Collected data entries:

%%

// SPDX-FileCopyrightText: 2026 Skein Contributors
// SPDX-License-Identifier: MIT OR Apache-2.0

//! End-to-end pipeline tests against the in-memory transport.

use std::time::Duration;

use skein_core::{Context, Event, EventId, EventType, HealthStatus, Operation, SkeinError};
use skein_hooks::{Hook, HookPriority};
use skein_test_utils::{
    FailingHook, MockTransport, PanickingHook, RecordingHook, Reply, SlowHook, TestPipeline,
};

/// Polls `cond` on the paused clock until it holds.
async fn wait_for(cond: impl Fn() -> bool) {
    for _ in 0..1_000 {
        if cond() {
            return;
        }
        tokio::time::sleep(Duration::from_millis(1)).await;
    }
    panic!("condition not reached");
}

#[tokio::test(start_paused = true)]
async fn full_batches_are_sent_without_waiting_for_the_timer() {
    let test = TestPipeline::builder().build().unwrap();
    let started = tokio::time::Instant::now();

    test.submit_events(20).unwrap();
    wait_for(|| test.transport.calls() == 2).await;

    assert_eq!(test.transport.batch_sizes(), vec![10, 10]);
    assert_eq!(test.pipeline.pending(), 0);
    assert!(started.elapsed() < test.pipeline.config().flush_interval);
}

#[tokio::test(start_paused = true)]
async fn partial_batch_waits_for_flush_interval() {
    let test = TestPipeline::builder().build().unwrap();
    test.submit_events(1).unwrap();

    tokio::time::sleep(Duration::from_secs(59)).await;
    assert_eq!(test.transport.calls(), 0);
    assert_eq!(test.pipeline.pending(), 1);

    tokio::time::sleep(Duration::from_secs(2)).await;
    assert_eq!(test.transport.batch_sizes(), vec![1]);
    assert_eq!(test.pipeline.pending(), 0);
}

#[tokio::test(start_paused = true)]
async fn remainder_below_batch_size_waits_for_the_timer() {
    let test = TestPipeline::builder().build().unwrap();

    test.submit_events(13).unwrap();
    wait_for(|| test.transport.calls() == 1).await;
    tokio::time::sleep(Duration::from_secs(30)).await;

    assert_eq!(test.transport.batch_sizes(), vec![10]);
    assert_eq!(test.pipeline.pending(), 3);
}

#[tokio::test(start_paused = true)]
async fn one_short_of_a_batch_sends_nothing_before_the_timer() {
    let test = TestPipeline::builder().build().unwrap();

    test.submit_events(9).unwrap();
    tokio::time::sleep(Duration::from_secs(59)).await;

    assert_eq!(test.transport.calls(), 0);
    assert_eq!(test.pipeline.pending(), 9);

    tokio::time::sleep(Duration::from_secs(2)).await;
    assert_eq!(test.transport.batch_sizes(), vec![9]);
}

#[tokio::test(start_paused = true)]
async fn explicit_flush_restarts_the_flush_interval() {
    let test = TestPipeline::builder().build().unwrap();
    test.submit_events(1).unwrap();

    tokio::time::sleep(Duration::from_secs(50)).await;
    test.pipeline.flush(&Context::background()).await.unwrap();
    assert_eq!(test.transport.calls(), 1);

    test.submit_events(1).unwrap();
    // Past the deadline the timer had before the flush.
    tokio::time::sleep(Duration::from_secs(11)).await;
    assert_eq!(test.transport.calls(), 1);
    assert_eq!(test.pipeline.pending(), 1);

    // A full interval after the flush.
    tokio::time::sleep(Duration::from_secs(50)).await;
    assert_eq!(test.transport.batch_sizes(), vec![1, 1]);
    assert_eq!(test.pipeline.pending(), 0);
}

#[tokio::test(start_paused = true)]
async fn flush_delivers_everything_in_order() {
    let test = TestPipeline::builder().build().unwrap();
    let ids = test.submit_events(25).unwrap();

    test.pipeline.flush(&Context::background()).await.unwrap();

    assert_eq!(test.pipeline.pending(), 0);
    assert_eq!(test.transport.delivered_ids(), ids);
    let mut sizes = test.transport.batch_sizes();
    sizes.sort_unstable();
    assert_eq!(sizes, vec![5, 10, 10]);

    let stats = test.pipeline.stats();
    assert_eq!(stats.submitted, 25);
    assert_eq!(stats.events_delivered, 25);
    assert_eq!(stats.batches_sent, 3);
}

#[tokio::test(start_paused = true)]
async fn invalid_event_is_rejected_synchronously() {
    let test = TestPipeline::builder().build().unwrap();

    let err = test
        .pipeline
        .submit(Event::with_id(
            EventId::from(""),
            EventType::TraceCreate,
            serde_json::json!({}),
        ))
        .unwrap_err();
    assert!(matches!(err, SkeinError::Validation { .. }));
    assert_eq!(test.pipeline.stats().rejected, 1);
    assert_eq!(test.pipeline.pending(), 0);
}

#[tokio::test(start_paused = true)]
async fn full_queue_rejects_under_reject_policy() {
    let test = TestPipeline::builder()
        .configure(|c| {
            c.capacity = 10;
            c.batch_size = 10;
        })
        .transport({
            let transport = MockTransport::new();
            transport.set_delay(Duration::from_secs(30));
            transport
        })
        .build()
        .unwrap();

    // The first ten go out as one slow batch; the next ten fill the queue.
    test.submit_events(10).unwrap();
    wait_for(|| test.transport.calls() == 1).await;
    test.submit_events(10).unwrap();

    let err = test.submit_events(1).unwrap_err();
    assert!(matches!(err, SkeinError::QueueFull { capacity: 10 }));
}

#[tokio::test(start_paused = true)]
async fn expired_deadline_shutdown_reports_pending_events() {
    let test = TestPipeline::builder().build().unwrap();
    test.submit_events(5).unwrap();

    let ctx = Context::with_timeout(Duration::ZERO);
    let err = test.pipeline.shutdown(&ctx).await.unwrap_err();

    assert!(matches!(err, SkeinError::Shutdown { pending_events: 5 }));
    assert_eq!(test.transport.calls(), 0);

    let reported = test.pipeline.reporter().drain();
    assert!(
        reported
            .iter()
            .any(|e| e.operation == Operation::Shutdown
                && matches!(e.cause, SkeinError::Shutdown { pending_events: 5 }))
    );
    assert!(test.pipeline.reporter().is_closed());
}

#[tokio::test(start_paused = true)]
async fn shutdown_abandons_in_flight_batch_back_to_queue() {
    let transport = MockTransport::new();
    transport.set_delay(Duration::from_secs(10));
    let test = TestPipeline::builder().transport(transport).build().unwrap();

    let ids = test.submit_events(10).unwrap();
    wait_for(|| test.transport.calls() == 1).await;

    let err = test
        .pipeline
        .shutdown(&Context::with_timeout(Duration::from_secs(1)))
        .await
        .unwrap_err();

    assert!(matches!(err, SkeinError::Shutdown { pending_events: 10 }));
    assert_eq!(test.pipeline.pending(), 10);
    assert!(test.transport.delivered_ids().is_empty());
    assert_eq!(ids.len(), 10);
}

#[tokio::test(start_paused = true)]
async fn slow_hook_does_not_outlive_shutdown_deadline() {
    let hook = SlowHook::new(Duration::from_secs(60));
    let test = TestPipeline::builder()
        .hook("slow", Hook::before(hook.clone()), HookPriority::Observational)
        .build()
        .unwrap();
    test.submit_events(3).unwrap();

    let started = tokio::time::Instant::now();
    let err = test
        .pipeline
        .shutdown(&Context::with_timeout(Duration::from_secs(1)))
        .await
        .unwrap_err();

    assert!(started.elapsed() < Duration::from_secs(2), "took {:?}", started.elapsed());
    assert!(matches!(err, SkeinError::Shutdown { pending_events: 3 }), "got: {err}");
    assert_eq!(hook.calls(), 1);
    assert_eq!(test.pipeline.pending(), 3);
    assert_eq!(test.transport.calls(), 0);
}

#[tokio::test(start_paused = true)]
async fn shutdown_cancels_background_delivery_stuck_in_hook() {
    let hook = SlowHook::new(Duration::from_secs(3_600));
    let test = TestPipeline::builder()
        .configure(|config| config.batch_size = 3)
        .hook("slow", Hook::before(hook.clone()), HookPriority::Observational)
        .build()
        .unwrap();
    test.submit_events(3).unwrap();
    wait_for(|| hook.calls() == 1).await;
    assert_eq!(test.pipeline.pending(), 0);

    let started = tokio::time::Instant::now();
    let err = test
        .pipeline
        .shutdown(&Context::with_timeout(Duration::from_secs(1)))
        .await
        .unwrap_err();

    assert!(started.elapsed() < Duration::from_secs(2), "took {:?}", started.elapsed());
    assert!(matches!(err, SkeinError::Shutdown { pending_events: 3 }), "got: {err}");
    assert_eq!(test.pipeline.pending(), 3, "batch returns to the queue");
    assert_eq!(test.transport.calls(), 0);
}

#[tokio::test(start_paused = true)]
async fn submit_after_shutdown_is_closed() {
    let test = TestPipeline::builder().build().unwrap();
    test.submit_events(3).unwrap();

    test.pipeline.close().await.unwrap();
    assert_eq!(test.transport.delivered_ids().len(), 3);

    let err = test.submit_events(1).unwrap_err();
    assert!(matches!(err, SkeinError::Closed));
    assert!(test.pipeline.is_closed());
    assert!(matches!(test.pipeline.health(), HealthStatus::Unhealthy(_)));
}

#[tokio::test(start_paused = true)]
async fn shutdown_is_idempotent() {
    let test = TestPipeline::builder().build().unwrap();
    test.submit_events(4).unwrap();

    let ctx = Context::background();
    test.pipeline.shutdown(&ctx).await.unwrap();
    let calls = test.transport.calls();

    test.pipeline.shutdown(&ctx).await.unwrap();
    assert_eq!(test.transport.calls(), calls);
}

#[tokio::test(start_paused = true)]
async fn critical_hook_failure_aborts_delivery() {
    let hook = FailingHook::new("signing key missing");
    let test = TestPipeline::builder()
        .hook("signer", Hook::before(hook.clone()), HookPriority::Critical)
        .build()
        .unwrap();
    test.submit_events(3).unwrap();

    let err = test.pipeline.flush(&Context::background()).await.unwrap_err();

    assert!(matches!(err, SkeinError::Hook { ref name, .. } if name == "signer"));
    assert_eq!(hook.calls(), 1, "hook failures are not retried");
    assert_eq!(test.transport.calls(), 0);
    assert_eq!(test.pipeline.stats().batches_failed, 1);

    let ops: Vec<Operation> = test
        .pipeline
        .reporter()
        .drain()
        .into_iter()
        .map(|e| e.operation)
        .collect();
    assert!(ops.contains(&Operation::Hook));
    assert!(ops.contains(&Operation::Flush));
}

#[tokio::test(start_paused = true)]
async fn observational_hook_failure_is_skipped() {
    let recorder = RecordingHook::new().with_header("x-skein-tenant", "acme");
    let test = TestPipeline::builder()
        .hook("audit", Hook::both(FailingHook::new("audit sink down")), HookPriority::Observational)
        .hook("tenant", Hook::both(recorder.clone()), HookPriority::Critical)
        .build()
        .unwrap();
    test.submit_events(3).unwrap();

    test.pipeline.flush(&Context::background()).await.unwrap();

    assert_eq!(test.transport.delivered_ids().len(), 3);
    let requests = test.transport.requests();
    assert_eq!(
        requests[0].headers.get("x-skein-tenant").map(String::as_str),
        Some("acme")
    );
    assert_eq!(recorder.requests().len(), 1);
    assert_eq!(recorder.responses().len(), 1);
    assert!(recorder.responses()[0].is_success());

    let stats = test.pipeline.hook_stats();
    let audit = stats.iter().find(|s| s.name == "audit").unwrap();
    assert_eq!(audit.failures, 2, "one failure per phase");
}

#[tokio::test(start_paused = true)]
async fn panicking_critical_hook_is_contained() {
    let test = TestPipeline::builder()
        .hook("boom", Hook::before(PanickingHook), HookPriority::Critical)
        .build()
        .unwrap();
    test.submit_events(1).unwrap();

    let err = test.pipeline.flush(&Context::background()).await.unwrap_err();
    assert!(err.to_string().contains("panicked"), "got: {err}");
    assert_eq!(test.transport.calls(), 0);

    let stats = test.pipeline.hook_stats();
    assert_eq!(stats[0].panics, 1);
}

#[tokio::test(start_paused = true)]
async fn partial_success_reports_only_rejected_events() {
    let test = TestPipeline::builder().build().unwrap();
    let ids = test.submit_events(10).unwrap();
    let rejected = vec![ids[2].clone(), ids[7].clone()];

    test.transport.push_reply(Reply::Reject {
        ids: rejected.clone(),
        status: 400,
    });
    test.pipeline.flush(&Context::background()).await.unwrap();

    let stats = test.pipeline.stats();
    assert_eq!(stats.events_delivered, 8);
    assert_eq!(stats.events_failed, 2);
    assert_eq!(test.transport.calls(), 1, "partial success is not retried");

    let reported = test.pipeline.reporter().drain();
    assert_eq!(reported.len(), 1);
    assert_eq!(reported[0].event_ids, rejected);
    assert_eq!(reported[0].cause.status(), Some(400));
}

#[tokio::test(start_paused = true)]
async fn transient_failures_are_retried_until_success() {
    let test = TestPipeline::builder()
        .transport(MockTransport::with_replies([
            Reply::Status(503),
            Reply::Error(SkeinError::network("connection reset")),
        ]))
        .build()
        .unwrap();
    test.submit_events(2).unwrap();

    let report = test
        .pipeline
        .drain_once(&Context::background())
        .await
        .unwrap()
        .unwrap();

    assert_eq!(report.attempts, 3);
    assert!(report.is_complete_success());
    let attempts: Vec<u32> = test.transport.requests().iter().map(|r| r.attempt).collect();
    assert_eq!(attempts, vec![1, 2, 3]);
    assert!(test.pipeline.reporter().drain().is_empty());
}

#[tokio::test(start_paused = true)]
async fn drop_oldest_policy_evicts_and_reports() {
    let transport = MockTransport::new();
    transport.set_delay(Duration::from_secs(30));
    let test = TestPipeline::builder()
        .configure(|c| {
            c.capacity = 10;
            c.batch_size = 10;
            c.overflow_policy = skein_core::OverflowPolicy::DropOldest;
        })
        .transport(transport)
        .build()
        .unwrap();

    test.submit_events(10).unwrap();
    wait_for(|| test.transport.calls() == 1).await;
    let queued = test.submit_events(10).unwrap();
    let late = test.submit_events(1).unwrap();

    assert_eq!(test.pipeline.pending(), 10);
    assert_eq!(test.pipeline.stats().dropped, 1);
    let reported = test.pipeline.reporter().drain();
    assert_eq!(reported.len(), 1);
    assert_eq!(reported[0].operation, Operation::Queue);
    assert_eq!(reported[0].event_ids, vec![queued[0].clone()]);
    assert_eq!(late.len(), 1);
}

%%
%%

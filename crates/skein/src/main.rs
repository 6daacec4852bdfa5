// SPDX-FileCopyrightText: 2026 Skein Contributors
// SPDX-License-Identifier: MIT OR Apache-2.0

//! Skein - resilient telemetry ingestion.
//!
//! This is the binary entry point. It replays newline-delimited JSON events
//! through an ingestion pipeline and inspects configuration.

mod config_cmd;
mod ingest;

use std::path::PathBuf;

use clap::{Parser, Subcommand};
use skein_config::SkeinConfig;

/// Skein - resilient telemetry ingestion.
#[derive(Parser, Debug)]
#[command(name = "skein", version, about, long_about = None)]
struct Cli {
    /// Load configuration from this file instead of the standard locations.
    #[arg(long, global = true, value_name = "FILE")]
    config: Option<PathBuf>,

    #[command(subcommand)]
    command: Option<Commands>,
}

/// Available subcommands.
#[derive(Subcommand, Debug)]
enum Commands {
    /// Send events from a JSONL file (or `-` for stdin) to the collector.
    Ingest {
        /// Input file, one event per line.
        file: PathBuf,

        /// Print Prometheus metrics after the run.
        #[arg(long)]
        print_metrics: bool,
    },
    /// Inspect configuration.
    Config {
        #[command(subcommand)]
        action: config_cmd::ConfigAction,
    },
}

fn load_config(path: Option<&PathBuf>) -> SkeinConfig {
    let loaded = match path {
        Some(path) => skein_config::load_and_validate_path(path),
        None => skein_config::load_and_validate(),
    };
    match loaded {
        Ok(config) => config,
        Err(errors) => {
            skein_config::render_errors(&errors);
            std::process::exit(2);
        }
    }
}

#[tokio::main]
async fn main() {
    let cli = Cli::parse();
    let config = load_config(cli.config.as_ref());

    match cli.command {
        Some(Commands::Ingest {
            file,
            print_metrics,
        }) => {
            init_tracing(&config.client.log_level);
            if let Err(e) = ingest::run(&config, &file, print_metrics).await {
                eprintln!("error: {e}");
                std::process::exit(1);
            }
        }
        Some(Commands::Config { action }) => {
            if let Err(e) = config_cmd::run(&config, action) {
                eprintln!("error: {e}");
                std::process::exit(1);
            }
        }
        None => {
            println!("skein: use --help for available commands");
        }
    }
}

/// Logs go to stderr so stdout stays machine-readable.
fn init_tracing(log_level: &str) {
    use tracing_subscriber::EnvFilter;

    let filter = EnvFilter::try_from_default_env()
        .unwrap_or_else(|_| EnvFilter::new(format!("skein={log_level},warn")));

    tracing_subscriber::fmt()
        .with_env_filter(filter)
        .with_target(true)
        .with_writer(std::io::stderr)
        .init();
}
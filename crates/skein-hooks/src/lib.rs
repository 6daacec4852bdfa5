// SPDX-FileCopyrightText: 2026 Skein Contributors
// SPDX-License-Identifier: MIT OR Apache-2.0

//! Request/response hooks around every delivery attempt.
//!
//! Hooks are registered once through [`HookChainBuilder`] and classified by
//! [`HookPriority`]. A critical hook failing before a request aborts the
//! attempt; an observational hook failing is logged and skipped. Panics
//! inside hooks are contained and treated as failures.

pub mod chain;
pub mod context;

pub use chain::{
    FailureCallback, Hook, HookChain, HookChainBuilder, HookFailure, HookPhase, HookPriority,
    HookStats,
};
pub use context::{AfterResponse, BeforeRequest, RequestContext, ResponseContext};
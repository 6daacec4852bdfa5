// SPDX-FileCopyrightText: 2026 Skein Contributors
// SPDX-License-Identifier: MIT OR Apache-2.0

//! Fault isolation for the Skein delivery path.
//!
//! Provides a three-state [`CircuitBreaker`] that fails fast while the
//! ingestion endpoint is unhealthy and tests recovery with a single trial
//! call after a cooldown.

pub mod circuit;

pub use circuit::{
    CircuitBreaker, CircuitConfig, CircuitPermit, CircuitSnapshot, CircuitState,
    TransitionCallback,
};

%%

Problem to solve: Filter the data down to the lines that contain the string "MockTransport", and copy them.

Answer section:
    FailingHook, MockTransport, PanickingHook, RecordingHook, Reply, SlowHook, TestPipeline,
            let transport = MockTransport::new();
    let transport = MockTransport::new();
        .transport(MockTransport::with_replies([
    let transport = MockTransport::new();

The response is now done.